日本の図書館の歴史は、文庫書庫、書府、経蔵や書籍館(しょじゃくかん)に遡る。近代以前の日本における図書館(的な施設)としては図書寮芸亭金沢文庫足利学校などが有名である。青柳文庫仙台藩藩校養賢堂」から分離独立した仙台医学館構内に1831年天保2年)に設置され、身分に関係なく閲覧・貸出がなされた。青柳文庫が日本初の公共図書館とすることには異論もある[10]
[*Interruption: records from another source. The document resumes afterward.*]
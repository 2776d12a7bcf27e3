//! Task parameter normalisation
//!
//! Template tasks carry parameter names as the template's panel knows them;
//! a target's method catalog may spell the same parameter differently
//! (`value_to_check` vs `ValueToCheck`). Keys are matched on a normalised form
//! and re-emitted under the target's canonical names.

use serde_json::Value as JsonValue;
use std::collections::{BTreeMap, HashMap};

use crate::panel::MethodInfo;

/// Task parameter mapping: parameter name -> stringified value
pub type ParameterMapping = BTreeMap<String, String>;

/// Method id -> ordered parameter names the method consumes
pub type ConsumesMap = HashMap<String, Vec<String>>;

/// Lower-case and strip everything that is not alphanumeric
pub fn normalize_key(name: &str) -> String {
    name.to_lowercase()
        .chars()
        .filter(|c| c.is_alphanumeric())
        .collect()
}

/// Stringify a panel value the way the panel expects it back
///
/// Booleans become `true`/`false`, null becomes empty, numbers and strings
/// keep their text, anything structured becomes compact JSON.
pub fn serialize_value(value: &JsonValue) -> String {
    match value {
        JsonValue::Null => String::new(),
        JsonValue::Bool(b) => if *b { "true" } else { "false" }.to_string(),
        JsonValue::Number(n) => n.to_string(),
        JsonValue::String(s) => s.clone(),
        structured => structured.to_string(),
    }
}

/// Build the method catalog from a target's available methods
pub fn build_consumes_map(methods: &[MethodInfo]) -> ConsumesMap {
    methods
        .iter()
        .filter(|m| !m.id.trim().is_empty())
        .map(|m| {
            let names = m
                .consumes
                .iter()
                .map(|n| n.trim())
                .filter(|n| !n.is_empty())
                .map(str::to_string)
                .collect();
            (m.id.trim().to_string(), names)
        })
        .collect()
}

/// Re-key `mapping` onto the parameter names the target method declares
///
/// Returns the mapping unchanged when the method declares nothing or when no
/// key matches. Otherwise only the canonical keys are returned, so stale
/// aliases never reach the panel next to their canonical twin.
pub fn remap_parameters(
    method_id: &str,
    mapping: &ParameterMapping,
    consumes: &ConsumesMap,
) -> ParameterMapping {
    let expected = match consumes.get(method_id) {
        Some(names) if !names.is_empty() => names,
        _ => return mapping.clone(),
    };

    let by_norm: HashMap<String, &String> = mapping
        .iter()
        .map(|(key, value)| (normalize_key(key), value))
        .collect();

    let remapped: ParameterMapping = expected
        .iter()
        .filter_map(|name| {
            by_norm
                .get(&normalize_key(name))
                .map(|value| (name.clone(), (*value).clone()))
        })
        .collect();

    if remapped.is_empty() {
        mapping.clone()
    } else {
        remapped
    }
}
近代的な欧米の図書館制度を日本に最初に紹介したのは福沢諭吉である[11]幕末江戸幕府文久遣欧使節に参加した福沢は、著書『西洋事情』の中で大英博物館図書室をはじめ、諸外国の納本制度を報告。『西洋事情』を参考にした市川清流1872年明治5年)5月、明治政府に幕府の遣欧使節団の経験を活かした『書籍院建設ノ儀』という建白書により[12]、初の国による近代的図書館「書籍館」(のちの「浅草文庫」「東京書籍館」)が文部省によって設けられ、一時は内務省に移管された。また京都では、日本国初の公共図書館京都集書院」が設けられた。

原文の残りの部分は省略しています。